Exercise prompt
Every line below that includes the word "content" needs to be copied.

Records shown
______
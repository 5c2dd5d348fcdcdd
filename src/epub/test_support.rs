//! In-memory EPUB fixture builder for tests.

use std::io::{Cursor, Write};

use zip::write::SimpleFileOptions;
use zip::CompressionMethod;

const OPF_DIR: &str = "OEBPS";

/// Builds a small EPUB archive in memory. Chapters are added to both the
/// manifest and the spine in call order.
pub struct EpubBuilder {
    manifest: Vec<(String, String, String)>,
    spine: Vec<String>,
    files: Vec<(String, Vec<u8>)>,
    has_ncx: bool,
    raw_opf: Option<String>,
    with_container: bool,
}

impl EpubBuilder {
    pub fn new() -> Self {
        Self {
            manifest: Vec::new(),
            spine: Vec::new(),
            files: Vec::new(),
            has_ncx: false,
            raw_opf: None,
            with_container: true,
        }
    }

    pub fn chapter(mut self, id: &str, href: &str, body: &str) -> Self {
        self.manifest.push((
            id.to_string(),
            href.to_string(),
            "application/xhtml+xml".to_string(),
        ));
        self.spine.push(id.to_string());
        self.files
            .push((format!("{}/{}", OPF_DIR, href), body.as_bytes().to_vec()));
        self
    }

    /// A manifest-only resource (image, stylesheet); never in the spine.
    pub fn resource(mut self, id: &str, href: &str, media_type: &str, data: &[u8]) -> Self {
        self.manifest
            .push((id.to_string(), href.to_string(), media_type.to_string()));
        self.files
            .push((format!("{}/{}", OPF_DIR, href), data.to_vec()));
        self
    }

    pub fn image(self, id: &str, href: &str, media_type: &str, data: &[u8]) -> Self {
        self.resource(id, href, media_type, data)
    }

    /// A spine entry whose manifest media type is not a document type.
    pub fn spine_resource(mut self, id: &str, href: &str, media_type: &str, data: &[u8]) -> Self {
        self = self.resource(id, href, media_type, data);
        self.spine.push(id.to_string());
        self
    }

    pub fn ncx(mut self, content: &str) -> Self {
        self.manifest.push((
            "ncx".to_string(),
            "toc.ncx".to_string(),
            "application/x-dtbncx+xml".to_string(),
        ));
        self.files.push((
            format!("{}/toc.ncx", OPF_DIR),
            content.as_bytes().to_vec(),
        ));
        self.has_ncx = true;
        self
    }

    pub fn nav(mut self, content: &str) -> Self {
        self.manifest.push((
            "nav".to_string(),
            "nav.xhtml".to_string(),
            "application/xhtml+xml".to_string(),
        ));
        self.files.push((
            format!("{}/nav.xhtml", OPF_DIR),
            content.as_bytes().to_vec(),
        ));
        self
    }

    pub fn raw_opf(mut self, opf: &str) -> Self {
        self.raw_opf = Some(opf.to_string());
        self
    }

    pub fn without_container(mut self) -> Self {
        self.with_container = false;
        self
    }

    pub fn build(self) -> Vec<u8> {
        let mut zip = zip::ZipWriter::new(Cursor::new(Vec::new()));
        let options = SimpleFileOptions::default().compression_method(CompressionMethod::Stored);

        zip.start_file("mimetype", options).unwrap();
        zip.write_all(b"application/epub+zip").unwrap();

        if self.with_container {
            zip.start_file("META-INF/container.xml", options).unwrap();
            zip.write_all(
                format!(
                    "<?xml version=\"1.0\"?>\
                     <container version=\"1.0\" \
                     xmlns=\"urn:oasis:names:tc:opendocument:xmlns:container\">\
                     <rootfiles>\
                     <rootfile full-path=\"{}/content.opf\" \
                     media-type=\"application/oebps-package+xml\"/>\
                     </rootfiles></container>",
                    OPF_DIR
                )
                .as_bytes(),
            )
            .unwrap();
        }

        let opf = self.raw_opf.clone().unwrap_or_else(|| self.generate_opf());
        zip.start_file(format!("{}/content.opf", OPF_DIR), options)
            .unwrap();
        zip.write_all(opf.as_bytes()).unwrap();

        for (path, data) in &self.files {
            zip.start_file(path.clone(), options).unwrap();
            zip.write_all(data).unwrap();
        }

        zip.finish().unwrap().into_inner()
    }

    fn generate_opf(&self) -> String {
        let mut opf = String::from(
            "<?xml version=\"1.0\" encoding=\"UTF-8\"?>\
             <package xmlns=\"http://www.idpf.org/2007/opf\" version=\"3.0\">\
             <metadata><dc:title xmlns:dc=\"http://purl.org/dc/elements/1.1/\">\
             Fixture</dc:title></metadata><manifest>",
        );
        for (id, href, media_type) in &self.manifest {
            opf.push_str(&format!(
                "<item id=\"{}\" href=\"{}\" media-type=\"{}\"/>",
                id, href, media_type
            ));
        }
        opf.push_str("</manifest>");
        if self.has_ncx {
            opf.push_str("<spine toc=\"ncx\">");
        } else {
            opf.push_str("<spine>");
        }
        for id in &self.spine {
            opf.push_str(&format!("<itemref idref=\"{}\"/>", id));
        }
        opf.push_str("</spine></package>");
        opf
    }
}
______
Answer to this task
    pub fn ncx(mut self, content: &str) -> Self {
            content.as_bytes().to_vec(),
    pub fn nav(mut self, content: &str) -> Self {
            content.as_bytes().to_vec(),
                     <rootfile full-path=\"{}/content.opf\" \
        zip.start_file(format!("{}/content.opf", OPF_DIR), options)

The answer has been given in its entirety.